Han Xin, Zeng Yu, Shang Yanan, Hu Yao, Hou Can, Yang Huazhen, Chen Wenwen, Ying Zhiye, Sun Yajing, Qu Yuanyuan, Wang Junren, Zhang Wei, Fang Fang, Valdimarsdóttir Unnur, Song Huan
Mental Health Center and West China Biomedical Big Data Center, West China Hospital, Sichuan University, Guo Xue Lane 37, Chengdu, 610000 China.
Med-X Center for Informatics, Sichuan University, Chengdu, 610000 China.
Phenomics. 2024 Jul 8;4(4):327-338. doi: 10.1007/s43657-023-00134-w. eCollection 2024 Aug.

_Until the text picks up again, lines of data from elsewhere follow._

//! WebSocket endpoint for voice sessions: `GET /ws/voice-chat`.

use crate::handshake;
use crate::session::{Inbound, Outbound, SessionError, VoiceSession};
use crate::AppState;
use axum::{
    extract::{
        ws::{close_code, CloseFrame, Message, Utf8Bytes, WebSocket, WebSocketUpgrade},
        ConnectInfo, Extension,
    },
    http::{header, HeaderMap},
    response::IntoResponse,
};
use futures_util::{stream::SplitSink, FutureExt, SinkExt, StreamExt};
use std::net::SocketAddr;
use std::panic::AssertUnwindSafe;
use std::sync::Arc;
use tokio::sync::mpsc;
use uuid::Uuid;

/// Returns whether a browser `Origin` may open a session.
///
/// An empty allowlist (debug mode) admits every origin.
pub fn origin_allowed(allowed: &[String], origin: Option<&str>) -> bool {
    if allowed.is_empty() {
        return true;
    }
    origin.is_some_and(|origin| allowed.iter().any(|a| a == origin))
}

fn close_message(code: u16, reason: &'static str) -> Message {
    Message::Close(Some(CloseFrame {
        code,
        reason: Utf8Bytes::from_static(reason),
    }))
}

/// WebSocket handler: `GET /ws/voice-chat`.
///
/// The upgrade is always accepted so that rejections can carry a close
/// code and reason the browser can read.
pub async fn ws_handler(
    Extension(state): Extension<Arc<AppState>>,
    ConnectInfo(addr): ConnectInfo<SocketAddr>,
    headers: HeaderMap,
    ws: WebSocketUpgrade,
) -> impl IntoResponse {
    let origin = headers
        .get(header::ORIGIN)
        .and_then(|value| value.to_str().ok())
        .map(str::to_string);

    if !origin_allowed(&state.cors_origins, origin.as_deref()) {
        tracing::warn!(
            remote_addr = %addr,
            origin = origin.as_deref().unwrap_or("<none>"),
            "websocket rejected: origin not allowed"
        );
        return ws.on_upgrade(|mut socket| async move {
            let _ = socket
                .send(close_message(close_code::POLICY, "origin not allowed"))
                .await;
        });
    }

    ws.on_upgrade(move |socket| handle_socket(socket, state, addr))
}

/// Drives one connection from handshake to close.
async fn handle_socket(socket: WebSocket, state: Arc<AppState>, addr: SocketAddr) {
    let session_id = Uuid::new_v4();
    let (mut sender, mut receiver) = socket.split();

    let identity = match handshake::authenticate(
        &mut receiver,
        &state.codec,
        state.session.handshake_timeout,
    )
    .await
    {
        Ok(identity) => identity,
        Err(rejection) => {
            match rejection.close_reason() {
                Some(reason) => {
                    tracing::warn!(
                        %session_id,
                        remote_addr = %addr,
                        reason,
                        "websocket auth failed"
                    );
                    let _ = sender.send(close_message(close_code::POLICY, reason)).await;
                }
                None => {
                    tracing::debug!(%session_id, remote_addr = %addr, "client left during handshake");
                }
            }
            return;
        }
    };

    tracing::info!(
        %session_id,
        subject = %identity.subject,
        remote_addr = %addr,
        "websocket auth success"
    );

    // Bounded so a slow reader applies backpressure to the session instead of
    // growing memory.
    let (tx, rx) = mpsc::channel::<Outbound>(state.session.outbound_queue);
    let writer = tokio::spawn(write_outbound(sender, rx, session_id));

    let mut session = VoiceSession::new(
        session_id,
        identity,
        &state.session,
        state.pipeline.clone(),
        tx.clone(),
    );

    if let Some((code, reason)) = receive_loop(&mut receiver, &mut session).await {
        let _ = tx.send(Outbound::Close { code, reason }).await;
    }

    let subject = session.identity().subject.clone();
    drop(session);
    drop(tx);
    if let Err(e) = writer.await {
        tracing::error!(%session_id, "websocket writer task failed: {}", e);
    }
    tracing::info!(%session_id, %subject, "session closed");
}

/// Feeds frames to the session until the connection ends.
///
/// Returns the close frame to send, if any.
async fn receive_loop<S>(receiver: &mut S, session: &mut VoiceSession) -> Option<(u16, &'static str)>
where
    S: futures_util::Stream<Item = Result<Message, axum::Error>> + Unpin,
{
    let session_id = session.id();
    while let Some(next) = receiver.next().await {
        let message = match next {
            Ok(message) => message,
            Err(e) => {
                tracing::debug!(%session_id, "websocket transport error: {}", e);
                return None;
            }
        };

        let frame = match &message {
            Message::Binary(bytes) => Inbound::Audio(&bytes[..]),
            Message::Text(text) => Inbound::Control(text.as_str()),
            Message::Close(_) => {
                tracing::info!(%session_id, "client closed the session");
                return None;
            }
            Message::Ping(_) | Message::Pong(_) => continue,
        };

        match AssertUnwindSafe(session.handle(frame)).catch_unwind().await {
            Ok(Ok(())) => {}
            Ok(Err(SessionError::Disconnected)) => return None,
            Ok(Err(e)) => {
                tracing::warn!(%session_id, "closing session: {}", e);
                return e.close_frame();
            }
            Err(_) => {
                tracing::error!(%session_id, "session handler panicked");
                return Some((close_code::ERROR, "internal error"));
            }
        }
    }
    None
}

/// Serializes outbound events onto the socket in the order they were queued.
async fn write_outbound(
    mut sender: SplitSink<WebSocket, Message>,
    mut rx: mpsc::Receiver<Outbound>,
    session_id: Uuid,
) {
    while let Some(outbound) = rx.recv().await {
        let message = match outbound {
            Outbound::Event(event) => match serde_json::to_string(&event) {
                Ok(json) => Message::Text(json.into()),
                Err(e) => {
                    tracing::error!(%session_id, "failed to serialize server event: {}", e);
                    close_message(close_code::ERROR, "internal error")
                }
            },
            Outbound::Close { code, reason } => close_message(code, reason),
        };

        let closing = matches!(message, Message::Close(_));
        if sender.send(message).await.is_err() || closing {
            break;
        }
    }
}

Whether associations between psychiatric disorders and hospitalization for cardiovascular diseases (CVDs) can be modified by disease susceptibility and the temporal pattern of these associated CVDs remain unknown. In our study, we conducted a matched cohort study of the UK Biobank including 44,430 patients with common psychiatric disorders (anxiety, depression, and stress-related disorders) between 1997 and 2019, together with 222,150 sex-, Townsend deprivation index-, and birth year- individually matched unexposed individuals. The hazard ratios (HRs) for CVD hospitalization associated with a prior psychiatric disorder were derived from Cox models, adjusted for multiple confounders. We then stratified the analyses by self-reported family history of CVD and CVD polygenic risk score (PRS) calculated based on summary statistics of independent genome-wide association studies. We further conducted disease trajectory analysis and visualized the temporal pattern of CVDs after common psychiatric disorders. During a mean follow-up of 12.28 years, we observed an elevated risk of CVD hospitalization among patients with psychiatric disorders, compared with matched unexposed individuals (hazard ratios [HRs] = 1.20, 95% confidence interval [CI]: 1.18-1.23), especially during the first six months of follow-up (1.72 [1.55-1.91]). The stratification analyses by family history of CVD and by CVD PRS obtained similar estimates between subgroups with different susceptibilities to CVD. We conducted trajectory analysis to visualize the temporal pattern of CVDs after common psychiatric disorders, identifying primary hypertension, acute myocardial infarction, and stroke as three main intermediate steps leading to further increased risk of other CVDs. In conclusion, the association between common psychiatric disorders and subsequent CVD hospitalization is not modified by predisposition to CVD. Hypertension, acute myocardial infarction, and stroke are three initial CVDs linking psychiatric disorders to other CVD sequelae, highlighting a need of timely intervention on these targets to prevent further CVD sequelae among all individuals with common psychiatric disorders.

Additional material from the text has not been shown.